Chili: een land voor de rijken?

Blog

Chili: een land voor de rijken?

Chili: een land voor de rijken?
Chili: een land voor de rijken?

“Hoed je voor, kijk uit, pas op, gevaar. De co co co co cococo communisten zijn daar,” zong Jan De Wilde in mijn kindertijd. Ik wist toen niet wat het woord betekende, en ik weet het nog altijd niet zeker. Er zijn er ook zoveel: de marxisten, de leninisten, de trotskisten, de linksen, de maoïsten, de studenten, zij die zich communist noemen en zij die zich geen communist noemen maar het wel zijn…

De tijden veranderen niet, ze zijn er nog altijd. Ook in Chili. Ze staan op de voorste rij bij de studentenbetogingen tegen het vernieuwde hoger onderwijssysteem. Slechts 10% van de Chilenen – de rijke Chilenen – zullen zich een hogere studie kunnen veroorloven. Maar ook het basisonderwijs is niet zo toegankelijk. Het publieke onderwijs is van bedenkelijke kwaliteit, en als je een goede opleiding wil voor je kinderen, dan moet je betalen en hoe beter de school hoe duurder natuurlijk. Is dat niet de situatie die ik in Afrika gezien had? Gelukkig kunnen de verontwaardigden hun stem laten horen en samen met de communisten tegen de schenen sjotten.

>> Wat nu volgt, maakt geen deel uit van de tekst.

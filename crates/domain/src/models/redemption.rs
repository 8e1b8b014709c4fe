//! Redemption request and result models.

use chrono::{DateTime, Utc};
use serde::{Deserialize, Serialize};
use std::collections::HashMap;
use std::fmt;
use uuid::Uuid;
use validator::{Validate, ValidationErrors};

use super::account::non_blank;
use super::media_server::{ServerSummary, ServerType};

/// Form field names understood by [`crate::services::RedemptionEngine::submit`].
pub mod fields {
    pub const CODE: &str = "code";
    pub const USERNAME: &str = "username";
    pub const PASSWORD: &str = "password";
    pub const CONFIRM_PASSWORD: &str = "confirm_password";
    pub const EMAIL: &str = "email";
    pub const TOKEN: &str = "token";
    pub const SESSION: &str = "session";
}

/// Why an invitation code cannot be redeemed.
#[derive(Debug, Clone, Copy, PartialEq, Eq, Serialize, Deserialize)]
#[serde(rename_all = "snake_case")]
pub enum InvalidReason {
    InvalidLength,
    NotFound,
    Expired,
    AlreadyUsed,
}

impl InvalidReason {
    pub fn message(&self) -> &'static str {
        match self {
            InvalidReason::InvalidLength => "Invitation code has an invalid length",
            InvalidReason::NotFound => "Invitation code not found",
            InvalidReason::Expired => "Invitation code has expired",
            InvalidReason::AlreadyUsed => "Invitation code has already been used",
        }
    }
}

impl fmt::Display for InvalidReason {
    fn fmt(&self, f: &mut fmt::Formatter<'_>) -> fmt::Result {
        write!(f, "{}", self.message())
    }
}

/// Outcome of validating a code.
#[derive(Debug, Clone, Copy, PartialEq, Eq, Serialize)]
#[serde(rename_all = "snake_case")]
pub struct Validation {
    pub valid: bool,
    #[serde(skip_serializing_if = "Option::is_none")]
    pub reason: Option<InvalidReason>,
}

impl Validation {
    pub fn valid() -> Self {
        Self {
            valid: true,
            reason: None,
        }
    }

    pub fn invalid(reason: InvalidReason) -> Self {
        Self {
            valid: false,
            reason: Some(reason),
        }
    }
}

/// Outcome of provisioning on a single server.
#[derive(Debug, Clone, PartialEq, Eq, Serialize, Deserialize)]
#[serde(rename_all = "snake_case")]
pub struct PerServerResult {
    pub server_id: Uuid,
    pub server_name: String,
    pub server_type: Option<ServerType>,
    pub success: bool,
    pub message: String,
}

/// Aggregate outcome of a redemption.
#[derive(Debug, Clone, Copy, PartialEq, Eq, Serialize, Deserialize)]
#[serde(rename_all = "snake_case")]
pub enum RedemptionStatus {
    Success,
    PartialSuccess,
    Failure,
}

impl RedemptionStatus {
    pub fn as_str(&self) -> &'static str {
        match self {
            RedemptionStatus::Success => "success",
            RedemptionStatus::PartialSuccess => "partial_success",
            RedemptionStatus::Failure => "failure",
        }
    }
}

impl fmt::Display for RedemptionStatus {
    fn fmt(&self, f: &mut fmt::Formatter<'_>) -> fmt::Result {
        write!(f, "{}", self.as_str())
    }
}

/// Which page the caller should render for a code.
#[derive(Debug, Clone, Copy, PartialEq, Eq, Serialize, Deserialize)]
#[serde(rename_all = "snake_case")]
pub enum TemplateHint {
    CredentialForm,
    DelegatedLogin,
    DelegatedThenForm,
}

#[derive(Debug, Clone, Copy, PartialEq, Eq, Serialize, Deserialize)]
#[serde(rename_all = "snake_case")]
pub enum DisplayStatus {
    Valid,
    Invalid,
    /// The code is valid but its servers cannot be resolved.
    Unavailable,
}

/// Result of looking up a code before redemption.
#[derive(Debug, Clone, Serialize)]
#[serde(rename_all = "snake_case")]
pub struct DisplayResult {
    pub status: DisplayStatus,
    #[serde(skip_serializing_if = "Option::is_none")]
    pub reason: Option<InvalidReason>,
    #[serde(skip_serializing_if = "Option::is_none")]
    pub message: Option<String>,
    pub template_hint: TemplateHint,
    pub servers: Vec<ServerSummary>,
}

impl DisplayResult {
    pub fn invalid(reason: InvalidReason) -> Self {
        Self {
            status: DisplayStatus::Invalid,
            reason: Some(reason),
            message: Some(reason.message().to_string()),
            template_hint: TemplateHint::CredentialForm,
            servers: Vec::new(),
        }
    }
}

/// Where the caller should send the user next.
#[derive(Debug, Clone, PartialEq, Eq, Serialize, Deserialize)]
#[serde(tag = "kind", rename_all = "snake_case")]
pub enum RedirectHint {
    Completed,
    Retry,
    ContinueWithForm { session: String },
}

/// Result of a redemption submission.
#[derive(Debug, Clone, Serialize)]
#[serde(rename_all = "snake_case")]
pub struct SubmissionResult {
    pub status: RedemptionStatus,
    pub successful: Vec<PerServerResult>,
    pub failed: Vec<PerServerResult>,
    pub redirect_hint: RedirectHint,
    /// Set when the attempt failed as a whole before reaching any server.
    #[serde(skip_serializing_if = "Option::is_none")]
    pub message: Option<String>,
}

impl SubmissionResult {
    /// A failure that happened before any server was attempted.
    pub fn rejected(message: impl Into<String>) -> Self {
        Self {
            status: RedemptionStatus::Failure,
            successful: Vec::new(),
            failed: Vec::new(),
            redirect_hint: RedirectHint::Retry,
            message: Some(message.into()),
        }
    }

    /// Number of servers the attempt touched.
    pub fn attempted(&self) -> usize {
        self.successful.len() + self.failed.len()
    }
}

/// Credentials submitted for form-based backends.
#[derive(Clone, Default, Deserialize, Validate)]
#[serde(rename_all = "snake_case")]
pub struct CredentialForm {
    #[validate(custom(function = "shared::validation::validate_username"))]
    pub username: String,

    #[validate(length(
        min = 8,
        max = 256,
        message = "password must be between 8 and 256 characters"
    ))]
    pub password: String,

    #[validate(must_match(other = "password", message = "passwords do not match"))]
    pub confirm_password: String,

    #[validate(email(message = "email address is not valid"))]
    pub email: Option<String>,
}

impl CredentialForm {
    /// Build a form from raw submitted fields. Blank emails are dropped.
    pub fn from_fields(raw: &HashMap<String, String>) -> Self {
        let get = |name: &str| raw.get(name).cloned().unwrap_or_default();
        Self {
            username: get(fields::USERNAME).trim().to_string(),
            password: get(fields::PASSWORD),
            confirm_password: get(fields::CONFIRM_PASSWORD),
            email: non_blank(raw.get(fields::EMAIL).map(String::as_str)).map(str::to_string),
        }
    }

    /// Returns true if the raw fields carry any credential input.
    pub fn present_in(raw: &HashMap<String, String>) -> bool {
        [fields::USERNAME, fields::PASSWORD]
            .iter()
            .any(|name| raw.get(*name).is_some_and(|v| !v.trim().is_empty()))
    }
}

impl fmt::Debug for CredentialForm {
    fn fmt(&self, f: &mut fmt::Formatter<'_>) -> fmt::Result {
        f.debug_struct("CredentialForm")
            .field("username", &self.username)
            .field("password", &"<redacted>")
            .field("email", &self.email)
            .finish()
    }
}

/// Flatten validator errors into a single human readable message.
pub fn describe_validation_errors(errors: &ValidationErrors) -> String {
    let mut messages: Vec<String> = errors
        .field_errors()
        .iter()
        .flat_map(|(field, errors)| {
            errors.iter().map(move |err| match &err.message {
                Some(message) => format!("{}: {}", field, message),
                None => format!("{}: invalid value", field),
            })
        })
        .collect();
    messages.sort();
    messages.join(", ")
}

/// An account produced earlier in the same redemption attempt.
#[derive(Debug, Clone, PartialEq, Eq, Serialize, Deserialize)]
#[serde(rename_all = "snake_case")]
pub struct AttemptAccount {
    pub account_id: Uuid,
    pub server_id: Uuid,
    pub username: String,
    pub email: Option<String>,
    pub identity_id: Option<Uuid>,
}

/// State shared by every server within one redemption attempt.
///
/// `verified_email` is only ever set from a delegated-token provisioning
/// result, never from user input.
#[derive(Debug, Clone, Default, PartialEq, Eq, Serialize, Deserialize)]
#[serde(rename_all = "snake_case")]
pub struct RedemptionAttempt {
    pub verified_email: Option<String>,
    pub accounts: Vec<AttemptAccount>,
}

impl RedemptionAttempt {
    /// Record the identity now shared by the given accounts.
    pub fn assign_identity(&mut self, account_ids: &[Uuid], identity_id: Uuid) {
        for account in self
            .accounts
            .iter_mut()
            .filter(|a| account_ids.contains(&a.account_id))
        {
            account.identity_id = Some(identity_id);
        }
    }
}

/// Server-side state carried between the two phases of a hybrid redemption.
///
/// The invitee's delegated token is spent in the first phase and never kept.
#[derive(Debug, Clone, Serialize, Deserialize)]
#[serde(rename_all = "snake_case")]
pub struct DelegatedSession {
    /// SHA-256 of the correlation id handed to the client.
    pub key_hash: String,
    pub invitation_id: Uuid,
    pub code: String,
    pub attempt: RedemptionAttempt,
    pub results: Vec<PerServerResult>,
    pub created_at: DateTime<Utc>,
    pub expires_at: DateTime<Utc>,
}

impl DelegatedSession {
    pub fn is_expired_at(&self, now: DateTime<Utc>) -> bool {
        self.expires_at <= now
    }
}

Ze smeden meestal snode plannen

En ook elders in Chili laten ze hun stem horen. In Aysen, een geïsoleerde regio in Zuid-Chili dat enkel via boot kan bereikt worden, vroegen de manifestanten een verhoogde levensstandaard. Na lange weken van protest hebben ze eindelijk met de regering enkele akkoorden kunnen sluiten. Zo zal er onderhandeld worden over het invoeren van een taxvrije zone, opdat ze goedkoper producten kunnen importeren en niet benadeeld worden door hun geïsoleerde ligging. Hopelijk blijft het niet bij die beloften.

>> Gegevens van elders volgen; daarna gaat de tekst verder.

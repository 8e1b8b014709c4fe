use anyhow::{Context, Result};
use std::net::SocketAddr;
use std::sync::Arc;
use std::time::Duration;
use tracing::{info, warn};

use invitation_api::{
    app::{create_app, AppState},
    config::Config,
    jobs::{JobScheduler, PoolMetricsJob, RateLimitCleanupJob, SessionCleanupJob},
    middleware,
    services::backends,
};
use persistence::PgInvitationStore;

#[tokio::main]
async fn main() -> Result<()> {
    dotenvy::dotenv().ok();

    let config = Config::load().context("loading configuration")?;

    middleware::logging::init_logging(&config.logging);
    middleware::init_metrics().context("installing metrics recorder")?;

    info!("Starting invitation server v{}", env!("CARGO_PKG_VERSION"));

    let pool = persistence::db::create_pool(&(&config.database).into())
        .await
        .context("connecting to the database")?;
    persistence::db::run_migrations(&pool)
        .await
        .context("running migrations")?;

    let registry = backends::build_registry(&config.backends).context("building backend clients")?;
    let missing = registry.missing();
    if !missing.is_empty() {
        let names: Vec<&str> = missing.iter().map(|t| t.as_str()).collect();
        warn!(
            server_types = ?names,
            "No backend client for these server types; invitations targeting them are unavailable"
        );
    }

    let store = PgInvitationStore::new(pool.clone()).with_lock_wait(config.invitations.lock_wait());
    let addr = config.socket_addr()?;
    let cleanup_interval = config.invitations.session_cleanup_interval_secs;
    let state = AppState::new(config, Arc::new(store.clone()), registry);

    let mut scheduler = JobScheduler::new();
    scheduler.register(PoolMetricsJob::new(pool));
    scheduler.register(SessionCleanupJob::new(store, cleanup_interval));
    if let Some(limiter) = &state.rate_limiter {
        scheduler.register(RateLimitCleanupJob::new(Arc::clone(limiter)));
    }
    scheduler.start();

    let app = create_app(state);

    info!("Server listening on {}", addr);
    let listener = tokio::net::TcpListener::bind(addr).await?;
    axum::serve(
        listener,
        app.into_make_service_with_connect_info::<SocketAddr>(),
    )
    .with_graceful_shutdown(shutdown_signal())
    .await?;

    scheduler.shutdown();
    scheduler.wait_for_shutdown(Duration::from_secs(10)).await;
    info!("Server stopped");

    Ok(())
}

async fn shutdown_signal() {
    if let Err(err) = tokio::signal::ctrl_c().await {
        warn!(error = %err, "Failed to listen for shutdown signal");
        std::future::pending::<()>().await;
    }
    info!("Shutdown signal received");
}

De Chilenen kunnen een zekere levensstandaard aanhouden, zo wordt me verteld, omdat ze alles op afbetaling kunnen kopen. De financiële problemen worden zo op de lange baan geschoven, een failliet blijft echter niet uit.

Fascisten aller landen

“… het wordt tijd dat g’u vereend. Toon meteen uw valse tanden…” zingt Jan De Wilde nog in datzelfde lied. En ook daar kan Chili over meespreken. Ik zit in het ‘museo de la memoria’ over het einde van die communist Allende en de staatsgreep van Generaal Pinochet ken de daaropvolgende 20 jaren van dictatuur en vooral onderdrukking. Dat is ondertussen verleden tijd, denk ik.

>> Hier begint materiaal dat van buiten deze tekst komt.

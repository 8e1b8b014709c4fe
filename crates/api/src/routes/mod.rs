//! HTTP route handlers.

pub mod health;
pub mod invitations;
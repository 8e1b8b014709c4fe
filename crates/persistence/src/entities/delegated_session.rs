//! Delegated session entity (database row mapping).

use chrono::{DateTime, Utc};
use domain::models::DelegatedSession;
use sqlx::FromRow;
use uuid::Uuid;

/// Database row mapping for the delegated_sessions table.
///
/// The attempt and the phase-one results are stored as JSONB.
#[derive(Debug, Clone, FromRow)]
pub struct DelegatedSessionEntity {
    pub key_hash: String,
    pub invitation_id: Uuid,
    pub code: String,
    pub attempt: serde_json::Value,
    pub results: serde_json::Value,
    pub created_at: DateTime<Utc>,
    pub expires_at: DateTime<Utc>,
}

impl TryFrom<DelegatedSessionEntity> for DelegatedSession {
    type Error = serde_json::Error;

    fn try_from(entity: DelegatedSessionEntity) -> Result<Self, Self::Error> {
        Ok(Self {
            key_hash: entity.key_hash,
            invitation_id: entity.invitation_id,
            code: entity.code,
            attempt: serde_json::from_value(entity.attempt)?,
            results: serde_json::from_value(entity.results)?,
            created_at: entity.created_at,
            expires_at: entity.expires_at,
        })
    }
}

impl TryFrom<&DelegatedSession> for DelegatedSessionEntity {
    type Error = serde_json::Error;

    fn try_from(session: &DelegatedSession) -> Result<Self, Self::Error> {
        Ok(Self {
            key_hash: session.key_hash.clone(),
            invitation_id: session.invitation_id,
            code: session.code.clone(),
            attempt: serde_json::to_value(&session.attempt)?,
            results: serde_json::to_value(&session.results)?,
            created_at: session.created_at,
            expires_at: session.expires_at,
        })
    }
}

Een studente sociaal werk spreekt me aan terwijl ik op een bankje naar een pakkende getuigenis kijk. Ze heeft geen goed woord over voor de huidige president. Ze vertelt me dat ze een roeping heeft: andere mensen helpen. Na de aardbeving van februari 2010 werkte zij als vrijwiligster bij de wederopbouw, maar … “De president heeft de buitenlandse hulp van toen in eigen zak gestoken. Het is nooit toegekomen bij de getroffen gemeenschappen, het is verdwenen…” Op TV had ik inderdaad gezien dat nog vele mensen in kampen wonen, wachtend op de beloofde heropbouw van hun nieuwe huizen. Maar ik dacht dat het tijd nodig had…

Deze jonge studente toont me in woorden een Chili waarvan ik niet wist dat het bestond, één van armoede. “Chili, dat is toch een land waar het goed gaat?” vraag ik haar verbaasd. “Dat is wat de president aan de buitenwereld wijsmaakt. Ga maar eens naar de buitenwijken van Santiago of naar het platteland. Je zal er veel armoede zien en kinderen tegenkomen die niet eens hun eigen naam kunnen schrijven!”